The depressed crude oil prices and fresh worries about China’s decelerating economy have put significant weight on U.S. equities in the first trading sessions of 2016. The Dow Jones Industrial Average dropped 252.15 points on Wednesday, extending its downtrend that kicked off in late December. The Chicago Board Options Exchange Volatility Index, simply known as the VIX, has jumped above 20, which suggests that there is a lot of uncertainty and concern in the stock market at the moment. Even so, certain insiders ignored the increased volatility in equity markets, and started piling up more shares of their companies. Of course, this type of activity amid increased concerns about the direction of U.S. equities should be paid double attention, as it suggests insiders’ confidence in their companies’ future prospects despite a global economic slowdown and low crude oil prices. The team of analysts at Insider Monkey pinned down three companies that reported noteworthy insider buying lately, so this article merely focuses on discussing the insider trading behavior witnessed at those companies and their recent performance.

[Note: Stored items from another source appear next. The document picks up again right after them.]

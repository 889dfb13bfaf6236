// This Source Code Form is subject to the terms of the Mozilla Public
// License, v. 2.0. If a copy of the MPL was not distributed with this
// file, You can obtain one at http://mozilla.org/MPL/2.0/.

//! Reading and writing visibility files.
//!
//! The only format is a self-describing little-endian binary file:
//!
//! | Field                      | Type                                   |
//! |----------------------------|----------------------------------------|
//! | magic                      | 8 bytes, `RIMEVIS\0`                   |
//! | format version             | u32                                    |
//! | precision                  | u8 (0 = single, 1 = double)            |
//! | mode                       | u8 (0 = scalar, 1 = matrix)            |
//! | channels, times, baselines | 3 × u32                                |
//! | phase centre RA, Dec       | 2 × f64 \[radians\]                      |
//! | array lon, lat, height     | 3 × f64 \[radians, radians, metres\]     |
//! | channel bandwidth          | f64 \[Hz\]                               |
//! | channel frequencies        | channels × f64 \[Hz\]                    |
//! | time resolution            | f64 \[seconds\]                          |
//! | time centres               | times × f64 \[UTC MJD\]                  |
//! | baseline station pairs     | baselines × 2 × u32                    |
//! | baseline UVWs              | times × baselines × 3 × f64 \[metres\]   |
//! | samples                    | see below                              |
//!
//! Samples are ordered (channel, time, baseline). Each sample is 1 (scalar)
//! or 4 (matrix, XX XY YX YY) complex numbers, each written as real then
//! imaginary in the file's precision.

pub mod read;
#[cfg(test)]
mod tests;
pub mod write;

use itertools::Itertools;
use strum::IntoEnumIterator;
use strum_macros::{Display, EnumIter, EnumString};

pub(crate) const MAGIC: &[u8; 8] = b"RIMEVIS\0";
pub(crate) const FORMAT_VERSION: u32 = 1;

/// All supported visibility file formats.
#[derive(Debug, Display, EnumIter, EnumString, Clone, Copy, PartialEq, Eq)]
pub enum VisOutputType {
    #[strum(serialize = "vis")]
    Binary,
}

lazy_static::lazy_static! {
    pub static ref VIS_OUTPUT_EXTENSIONS: String = VisOutputType::iter().join(", ");
}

Most investors can’t outperform the stock market by individually picking stocks because stock returns aren’t evenly distributed. A randomly picked stock has only a 35% to 45% chance (depending on the investment horizon) to outperform the market. There are a few exceptions, one of which is when it comes to purchases made by corporate insiders. Academic research has shown that certain insider purchases historically outperformed the market by an average of seven percentage points per year. This effect is more pronounced in small-cap stocks. Another exception is the small-cap stock picks of hedge funds. Our research has shown that the 15 most popular small-cap stocks among hedge funds outperformed the market by nearly a percentage point per month between 1999 and 2012. We have been forward testing the performance of these stock picks since the end of August 2012 and they have returned 102% over the ensuing 38 months, outperforming the S&P 500 Index by more than 53 percentage points (read more details here). The trick is focusing only on the best small-cap stock picks of funds, not their large-cap stock picks which are extensively covered by analysts and followed by almost everybody.

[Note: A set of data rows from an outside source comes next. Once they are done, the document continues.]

lazy_static::lazy_static! {
    static ref SETTINGS_FILE_TYPES_COMMA_SEPARATED: String = SettingsFileType::iter().join(", ");

    static ref SETTINGS_FILE_HELP: String =
        format!("All settings may be specified in a file. Any CLI arguments override settings in the file. Supported formats: {}", *SETTINGS_FILE_TYPES_COMMA_SEPARATED);

    static ref MAX_SOURCES_PER_CHUNK_HELP: String =
        format!("The maximum number of sources simulated together by a device. Default: {DEFAULT_MAX_SOURCES_PER_CHUNK}");

    static ref SKY_MODEL_HELP: String =
        format!("Path to a sky-model file. Supported formats: {SKY_MODEL_EXTENSIONS}");

    static ref NUM_CHANNELS_HELP: String =
        format!("The number of frequency channels. Default: {DEFAULT_NUM_CHANNELS}");

    static ref NUM_TIME_STEPS_HELP: String =
        format!("The number of time steps (correlator dumps). Default: {DEFAULT_NUM_TIME_STEPS}");

    static ref TIME_RES_HELP: String =
        format!("The time resolution of each dump [seconds]. Default: {DEFAULT_TIME_RES_SECONDS}");

    static ref SEED_HELP: String =
        format!("The random seed used for station beam errors. Default: {DEFAULT_RANDOM_SEED}");

    static ref NUM_VIS_AVE_HELP: String =
        format!("The number of averages of the full measurement equation per dump. Default: {DEFAULT_NUM_VIS_AVE}");

    static ref NUM_FRINGE_AVE_HELP: String =
        format!("The number of averages of the interferometer phase for each full average. Default: {DEFAULT_NUM_FRINGE_AVE}");

    static ref OUTPUTS_HELP: String =
        format!("Paths to the output visibility files. Supported formats: {}. Default: {}", *VIS_OUTPUT_EXTENSIONS, DEFAULT_OUTPUT_VIS_FILENAME);
}

#[derive(Debug, Display, EnumIter, EnumString)]
enum SettingsFileType {
    #[strum(serialize = "toml")]
    Toml,
    #[strum(serialize = "json")]
    Json,
}

#[derive(Parser, Debug, Clone, Default, Serialize, Deserialize)]
pub struct Settings {
    #[clap(name = "SETTINGS_FILE", help = SETTINGS_FILE_HELP.as_str(), parse(from_os_str))]
    #[serde(skip)]
    pub settings_file: Option<PathBuf>,

    #[clap(flatten)]
    #[serde(default)]
    pub simulator: SimulatorSettings,

    #[clap(flatten)]
    #[serde(default)]
    pub sky: SkySettings,

    #[clap(flatten)]
    #[serde(default)]
    pub observation: ObservationSettings,

    #[clap(flatten)]
    #[serde(default)]
    pub telescope: TelescopeSettings,

    #[clap(flatten)]
    #[serde(default)]
    pub interferometer: InterferometerSettings,
}

#[derive(Parser, Debug, Clone, Default, Serialize, Deserialize)]
pub struct SimulatorSettings {
    /// Simulate in single precision rather than double precision.
    #[clap(long, help_heading = "SIMULATOR")]
    #[serde(default)]
    pub single_precision: bool,

    /// The number of devices to use. Default: all of them.
    #[clap(long, help_heading = "SIMULATOR")]
    pub num_devices: Option<usize>,

    #[clap(long, help = MAX_SOURCES_PER_CHUNK_HELP.as_str(), help_heading = "SIMULATOR")]
    pub max_sources_per_chunk: Option<usize>,
}

#[derive(Parser, Debug, Clone, Default, Serialize, Deserialize)]
pub struct SkySettings {
    #[clap(short, long, help = SKY_MODEL_HELP.as_str(), parse(from_os_str), help_heading = "SKY MODEL")]
    pub sky_model: Option<PathBuf>,

    /// Sources fainter than this in Stokes I at a channel frequency are
    /// ignored at that channel [Jy].
    #[clap(long, help_heading = "SKY MODEL")]
    pub flux_min: Option<f64>,

    /// Sources brighter than this in Stokes I at a channel frequency are
    /// ignored at that channel [Jy].
    #[clap(long, help_heading = "SKY MODEL")]
    pub flux_max: Option<f64>,

    /// Sources given directly in a settings file, in the same form as a
    /// sky-model file. These are added to any sources in the sky-model file.
    #[clap(skip)]
    pub sources: Option<FileSkyModel>,
}

#[derive(Parser, Debug, Clone, Default, Serialize, Deserialize)]
pub struct ObservationSettings {
    /// The phase centre right ascension [degrees].
    #[clap(short, long, help_heading = "OBSERVATION")]
    pub ra: Option<f64>,

    /// The phase centre declination [degrees].
    #[clap(short, long, allow_hyphen_values = true, help_heading = "OBSERVATION")]
    pub dec: Option<f64>,

    /// The frequency of the first channel [Hz].
    #[clap(long, help_heading = "OBSERVATION")]
    pub start_frequency_hz: Option<f64>,

    /// The frequency increment between channels [Hz].
    #[clap(long, help_heading = "OBSERVATION")]
    pub frequency_inc_hz: Option<f64>,

    #[clap(short = 'c', long, help = NUM_CHANNELS_HELP.as_str(), help_heading = "OBSERVATION")]
    pub num_channels: Option<usize>,

    /// The start of the observation [UTC MJD].
    #[clap(long, help_heading = "OBSERVATION")]
    pub start_time_mjd: Option<f64>,

    #[clap(short = 't', long, help = NUM_TIME_STEPS_HELP.as_str(), help_heading = "OBSERVATION")]
    pub num_time_steps: Option<usize>,

    #[clap(long, help = TIME_RES_HELP.as_str(), help_heading = "OBSERVATION")]
    pub time_res: Option<f64>,

    /// The length of the observation [seconds]. This may be given instead of
    /// the time resolution.
    #[clap(long, conflicts_with = "time-res", help_heading = "OBSERVATION")]
    pub length: Option<f64>,
}

#[derive(Parser, Debug, Clone, Default, Serialize, Deserialize)]
pub struct TelescopeSettings {
    /// The Earth longitude, latitude, and height of the array reference
    /// position [degrees, degrees, meters].
    #[clap(
        long, help_heading = "TELESCOPE",
        number_of_values = 3,
        allow_hyphen_values = true,
        value_names = &["LONG_DEG", "LAT_DEG", "HEIGHT_M"]
    )]
    pub array_position: Option<Vec<f64>>,

    /// A text file of station east, north and (optionally) up offsets from
    /// the array position [metres].
    #[clap(short, long, parse(from_os_str), help_heading = "TELESCOPE")]
    pub layout: Option<PathBuf>,

    /// Stations given directly in a settings file.
    #[clap(skip)]
    pub stations: Option<Vec<StationSettings>>,

    /// The station beam model. Default: no beam.
    #[clap(skip)]
    pub beam: Option<BeamModel>,

    /// Don't apply a station beam, regardless of the beam model.
    #[clap(long, help_heading = "TELESCOPE")]
    #[serde(default)]
    pub no_beam: bool,

    /// Element east and north offsets used by stations that don't have their
    /// own [metres].
    #[clap(skip)]
    pub elements: Option<Vec<[f64; 2]>>,

    #[clap(long, help = SEED_HELP.as_str(), help_heading = "TELESCOPE")]
    pub seed: Option<u64>,

    /// Divide station beams by their response at the phase centre.
    #[clap(long, help_heading = "TELESCOPE")]
    #[serde(default)]
    pub normalise_beams: bool,

    /// The system noise RMS of stations that don't have their own [Jy].
    /// Default: 0
    #[clap(long, help_heading = "TELESCOPE")]
    pub station_noise_rms: Option<f64>,
}

/// A station given directly in a settings file.
#[derive(Debug, Clone, PartialEq, Serialize, Deserialize)]
pub struct StationSettings {
    #[serde(default)]
    #[serde(skip_serializing_if = "Option::is_none")]
    pub name: Option<String>,

    /// \[metres\]
    pub east: f64,

    /// \[metres\]
    pub north: f64,

    /// \[metres\]
    #[serde(default)]
    pub up: f64,

    #[serde(default)]
    #[serde(skip_serializing_if = "Option::is_none")]
    pub elements: Option<Vec<[f64; 2]>>,

    /// \[Jy\]
    #[serde(default)]
    #[serde(skip_serializing_if = "Option::is_none")]
    pub noise_rms_jy: Option<f64>,
}

#[derive(Parser, Debug, Clone, Default, Serialize, Deserialize)]
pub struct InterferometerSettings {
    /// Simulate Stokes I only, rather than all four polarisation products.
    #[clap(long, help_heading = "INTERFEROMETER")]
    #[serde(default)]
    pub scalar_mode: bool,

    #[clap(long, help = NUM_VIS_AVE_HELP.as_str(), help_heading = "INTERFEROMETER")]
    pub num_vis_ave: Option<usize>,

    #[clap(long, help = NUM_FRINGE_AVE_HELP.as_str(), help_heading = "INTERFEROMETER")]
    pub num_fringe_ave: Option<usize>,

    /// The width of each channel, used for bandwidth smearing [Hz]. Default: 0
    /// (no smearing)
    #[clap(long, help_heading = "INTERFEROMETER")]
    pub channel_bandwidth_hz: Option<f64>,

    /// The time that each visibility is averaged over, used for analytic
    /// time-average smearing [seconds]. Default: 0 (no smearing)
    #[clap(long, help_heading = "INTERFEROMETER")]
    pub time_average_sec: Option<f64>,

    /// Baselines shorter than this have no signal [wavelengths].
    #[clap(long, help_heading = "INTERFEROMETER")]
    pub uv_min: Option<f64>,

    /// Baselines longer than this have no signal [wavelengths].
    #[clap(long, help_heading = "INTERFEROMETER")]
    pub uv_max: Option<f64>,

    /// Add system noise to the visibilities.
    #[clap(long, help_heading = "INTERFEROMETER")]
    #[serde(default)]
    pub noise: bool,

    /// The seed of the system noise. Default: 1
    #[clap(long, help_heading = "INTERFEROMETER")]
    pub noise_seed: Option<u64>,

    #[clap(
        short = 'o',
        long,
        multiple_values(true),
        help = OUTPUTS_HELP.as_str(),
        help_heading = "OUTPUT FILES"
    )]
    pub outputs: Option<Vec<PathBuf>>,
}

Let’s start off by analyzing the insider trading activity reported at Devon Energy Corp (NYSE:DVN). Director Barbara M. Baumann purchased 8,200 shares on Wednesday at a weighted average price of $30.44, lifting her overall holding to 21,320 shares. This independent energy company that mainly engages in the exploration, development and production of oil, natural gas and NGLs has seen its shares drop 49% over the past year and may keep going down in the near-term. The depressed crude oil prices and NGL prices have greatly impacted the company’s financial performance throughout 2015. Devon Energy Corp (NYSE:DVN) reported a net loss of $9.92 billion for the nine months ended September 30, as compared to net earnings of $2.02 billion posted for the same period a year earlier. Roughly half of the company’s oil and gas production in 2015 was hedged at $90 per barrel and $4 per Mcf, correspondingly. Those hedging contracts generated $1.7 billion of cash flow in the first nine months of last year. However, the sustained decline in crude oil prices and the expiration of a significant portion of Devon’s hedges in the fourth quarter of 2015 will most likely put even more downward pressure on the company’s financials. The number of hedge funds from our database with positions in the company dropped to 48 from 56 during the third quarter. Israel Englander’s Millennium Management reported owning 5.85 million shares of Devon Energy Corp (NYSE:DVN) through its 13F filing for the third quarter.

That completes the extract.